Dates de vie et position dans la lignée abbatiale
Gizan mourut en 1972 à l'âge de 81 ans ; il en résulte une année de naissance vers 1891. La lignée des abbés du Daitoku-ji est comptée sans interruption, ce qui permet un classement sûr : à Gizan, en tant que 510e, succéda Tachibana Daiki comme 511e abbé, puis plus tard Fujii Kaidō comme 515e abbé. Cette numérotation est le critère d'attribution le plus fiable pour la calligraphie zen, car les Bokuseki sont souvent signés avec un titre abbatial plutôt qu'avec le nom civil.
Bokuseki : calligraphie zen pour la salle de thé
Les œuvres de Gizan appartiennent au genre Bokuseki (墨蹟) – traces d'encre, c'est-à-dire des calligraphies de maîtres zen qui ne sont pas considérées comme de la belle écriture, mais comme l'expression immédiate de l'état d'esprit de celui qui écrit. Ces rouleaux suspendus sont exposés dans le tokonoma de la salle de thé et y déterminent la tonalité fondamentale de la réunion. Outre l'écriture pure, on trouve aussi des Zenga, c'est-à-dire de la peinture zen, souvent avec Bodhidharma comme motif et une ligne d'accompagnement.

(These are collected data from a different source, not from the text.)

//! The material node graph consumed by the generator.
//!
//! Nodes are polymorphic over [`NodeKind`], a closed variant set. Pins belong
//! to exactly one node; links are (output pin -> input pin) pairs registered
//! on both endpoints so dependency walks and value resolution both see them.
//! The generator reads the graph, it never mutates it.

use crate::error::Result;
use crate::types::{ScalarKind, SType, TextureKind};
use crate::bail_graph;
use serde::{Deserialize, Serialize};

/// Stable identity of a node within one graph.
#[derive(Debug, Clone, Copy, PartialEq, Eq, Hash, PartialOrd, Ord, Serialize, Deserialize)]
pub struct NodeId(pub u32);

#[derive(Debug, Clone, Copy, PartialEq, Eq, Serialize, Deserialize)]
pub enum PinKind {
    Input,
    Output,
}

/// A directed edge from an output pin to an input pin.
#[derive(Debug, Clone, Copy, PartialEq, Eq, Serialize, Deserialize)]
pub struct Link {
    pub from_node: NodeId,
    pub from_pin: usize,
    pub to_node: NodeId,
    pub to_pin: usize,
}

/// A typed port on a node.
///
/// Input pins normally carry at most one link or fall back to their default
/// literal; output pins fan out to any number of links. An output pin with a
/// `member` projects one field or component of the node's value (`base.uv`,
/// `base.x`) instead of the whole value.
#[derive(Debug, Clone, Serialize, Deserialize)]
pub struct Pin {
    pub name: String,
    pub kind: PinKind,
    #[serde(default)]
    pub ty: Option<SType>,
    #[serde(default)]
    pub default: Option<String>,
    #[serde(default)]
    pub member: Option<String>,
    #[serde(default)]
    pub links: Vec<Link>,
}

impl Pin {
    pub fn input(name: impl Into<String>) -> Self {
        Pin {
            name: name.into(),
            kind: PinKind::Input,
            ty: None,
            default: None,
            member: None,
            links: Vec::new(),
        }
    }

    pub fn output(name: impl Into<String>) -> Self {
        Pin {
            name: name.into(),
            kind: PinKind::Output,
            ty: None,
            default: None,
            member: None,
            links: Vec::new(),
        }
    }

    pub fn typed(mut self, ty: SType) -> Self {
        self.ty = Some(ty);
        self
    }

    pub fn with_default(mut self, literal: impl Into<String>) -> Self {
        self.default = Some(literal.into());
        self
    }

    /// Mark this output as projecting a member/component of the node value.
    pub fn projecting(mut self, member: impl Into<String>) -> Self {
        self.member = Some(member.into());
        self
    }
}

/// What a node computes. One variant per node kind the generator understands.
#[derive(Debug, Clone, PartialEq, Serialize, Deserialize)]
pub enum NodeKind {
    /// The function input parameter; its output pins project struct members.
    Input,
    /// Output marker/collector: its input pins mirror the output signature.
    /// Claimed by no analyzer, it emits nothing itself.
    Output,
    /// Literal value; `values` holds up to four components, `ty` selects the
    /// active width (float..float4).
    Constant { values: [f32; 4], ty: SType },
    /// Explicit conversion of the linked input to `target`. Widening
    /// conversions pad with `append`.
    Convert { target: SType, append: f32 },
    /// Swizzle extraction, e.g. mask `xyz` on a float4 input.
    ComponentMask { mask: String },
    /// Exposes the linked vector's components on projected output pins.
    Split,
    /// Assembles a vector from scalar component inputs.
    Pack { ty: SType },
    /// Binary operator over the `left`/`right` input pins.
    Operator { op: String, ty: SType },
    /// Call to a known intrinsic/function, arguments from input pins in order.
    FuncCall { func: String, ty: SType },
    /// Call whose result is not consumed (e.g. `clip`).
    FuncCallVoid { func: String },
    /// Call to a function whose definition is emitted into the header first.
    FuncCallDeclaration {
        func: String,
        ty: SType,
        params: Vec<(String, SType)>,
        body: String,
    },
    /// Texture sample; registers an SRV and a sampler slot.
    TextureSample { texture: TextureKind },
    /// Raw expression escape hatch.
    Code { expr: String, ty: SType },
}

impl NodeKind {
    /// The node's declared output type, when it has a single well-known one.
    pub fn value_type(&self) -> Option<SType> {
        match self {
            NodeKind::Input => None,
            NodeKind::Output => None,
            NodeKind::Constant { ty, .. } => Some(ty.clone()),
            NodeKind::Convert { target, .. } => Some(target.clone()),
            NodeKind::ComponentMask { mask } => Some(mask_type(mask)),
            NodeKind::Split => None,
            NodeKind::Pack { ty } => Some(ty.clone()),
            NodeKind::Operator { ty, .. } => Some(ty.clone()),
            NodeKind::FuncCall { ty, .. } => Some(ty.clone()),
            NodeKind::FuncCallVoid { .. } => Some(SType::Void),
            NodeKind::FuncCallDeclaration { ty, .. } => Some(ty.clone()),
            NodeKind::TextureSample { .. } => Some(SType::float4()),
            NodeKind::Code { ty, .. } => Some(ty.clone()),
        }
    }
}

/// The type a swizzle mask produces: one char is a scalar, more a vector.
pub fn mask_type(mask: &str) -> SType {
    match mask.len() {
        1 => SType::float(),
        n @ 2..=4 => SType::vector(ScalarKind::Float, n as u8),
        _ => SType::Unknown,
    }
}

#[derive(Debug, Clone, Serialize, Deserialize)]
pub struct Node {
    pub id: NodeId,
    pub name: String,
    pub kind: NodeKind,
    pub pins: Vec<Pin>,
}

impl Node {
    pub fn pin(&self, name: &str) -> Option<&Pin> {
        self.pins.iter().find(|p| p.name == name)
    }

    pub fn pin_index(&self, name: &str) -> Option<usize> {
        self.pins.iter().position(|p| p.name == name)
    }

    pub fn input_pins(&self) -> impl Iterator<Item = &Pin> + '_ {
        self.pins.iter().filter(|p| p.kind == PinKind::Input)
    }

    /// A node with no links anywhere is an orphan and never emitted.
    pub fn is_linked(&self) -> bool {
        self.pins.iter().any(|p| !p.links.is_empty())
    }

    /// Links for which this node is the consumer.
    pub fn incoming_links(&self) -> impl Iterator<Item = &Link> + '_ {
        self.pins
            .iter()
            .filter(|p| p.kind == PinKind::Input)
            .flat_map(|p| p.links.iter())
    }
}

#[derive(Debug, Clone, Default, Serialize, Deserialize)]
pub struct Graph {
    pub nodes: Vec<Node>,
    next_id: u32,
}

impl Graph {
    pub fn new() -> Self {
        Graph { nodes: Vec::new(), next_id: 0 }
    }

    pub fn add_node(&mut self, name: impl Into<String>, kind: NodeKind, pins: Vec<Pin>) -> NodeId {
        let id = NodeId(self.next_id);
        self.next_id += 1;
        self.nodes.push(Node { id, name: name.into(), kind, pins });
        id
    }

    pub fn node(&self, id: NodeId) -> Option<&Node> {
        self.nodes.iter().find(|n| n.id == id)
    }

    /// Connect an output pin to an input pin by pin name. The link is
    /// registered on both endpoints.
    pub fn connect(&mut self, from: NodeId, from_pin: &str, to: NodeId, to_pin: &str) -> Result<()> {
        let (from_idx, to_idx) = {
            let from_node = match self.node(from) {
                Some(n) => n,
                None => bail_graph!("no node with id {:?}", from),
            };
            let to_node = match self.node(to) {
                Some(n) => n,
                None => bail_graph!("no node with id {:?}", to),
            };
            let from_idx = match from_node.pin_index(from_pin) {
                Some(i) if from_node.pins[i].kind == PinKind::Output => i,
                Some(_) => bail_graph!(
                    "pin '{}' on node '{}' is not an output",
                    from_pin,
                    from_node.name
                ),
                None => bail_graph!("node '{}' has no pin '{}'", from_node.name, from_pin),
            };
            let to_idx = match to_node.pin_index(to_pin) {
                Some(i) if to_node.pins[i].kind == PinKind::Input => i,
                Some(_) => {
                    bail_graph!("pin '{}' on node '{}' is not an input", to_pin, to_node.name)
                }
                None => bail_graph!("node '{}' has no pin '{}'", to_node.name, to_pin),
            };
            (from_idx, to_idx)
        };

        let link = Link { from_node: from, from_pin: from_idx, to_node: to, to_pin: to_idx };
        for node in self.nodes.iter_mut() {
            if node.id == from {
                node.pins[from_idx].links.push(link);
            } else if node.id == to {
                node.pins[to_idx].links.push(link);
            }
        }
        Ok(())
    }
}

#[cfg(test)]
mod tests {
    use super::*;

    #[test]
    fn test_connect_registers_link_on_both_endpoints() {
        let mut graph = Graph::new();
        let a = graph.add_node(
            "one",
            NodeKind::Constant { values: [1.0, 0.0, 0.0, 0.0], ty: SType::float() },
            vec![Pin::output("out")],
        );
        let b = graph.add_node(
            "add",
            NodeKind::Operator { op: "+".into(), ty: SType::float() },
            vec![Pin::input("left"), Pin::input("right"), Pin::output("out")],
        );
        graph.connect(a, "out", b, "left").unwrap();

        assert_eq!(graph.node(a).unwrap().pins[0].links.len(), 1);
        assert_eq!(graph.node(b).unwrap().pins[0].links.len(), 1);
        assert_eq!(graph.node(b).unwrap().incoming_links().count(), 1);
        assert!(graph.node(a).unwrap().is_linked());
    }

    #[test]
    fn test_connect_rejects_wrong_direction() {
        let mut graph = Graph::new();
        let a = graph.add_node(
            "one",
            NodeKind::Constant { values: [1.0, 0.0, 0.0, 0.0], ty: SType::float() },
            vec![Pin::output("out")],
        );
        let b = graph.add_node(
            "two",
            NodeKind::Constant { values: [2.0, 0.0, 0.0, 0.0], ty: SType::float() },
            vec![Pin::output("out")],
        );
        assert!(graph.connect(a, "out", b, "out").is_err());
    }

    #[test]
    fn test_mask_type_widths() {
        assert_eq!(mask_type("x"), SType::float());
        assert_eq!(mask_type("xy"), SType::float2());
        assert_eq!(mask_type("xyzw"), SType::float4());
        assert_eq!(mask_type(""), SType::Unknown);
    }
}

Le Bokuseki dans la salle de thé : format, lisibilité, effet
Une calligraphie zen ne se lit pas comme un livre. Elle est suspendue dans le tokonoma pendant une réunion de thé et en donne la tonalité fondamentale, souvent avec une seule ligne — l'Ichigyō-mono, qui s'insère étroit et haut dans la niche. Qui souhaite acheter un tel rouleau prête d'abord attention au format, car une feuille large écrase une petite salle de thé. Ensuite vient la montage : pour les Bokuseki, elle est volontairement sobre, afin que rien ne détourne l'attention du trait de l'écriture. L'origine issue de l'activité du temple fait de ces rouleaux, aujourd'hui encore, l'une des pièces les plus recherchées pour la salle de thé.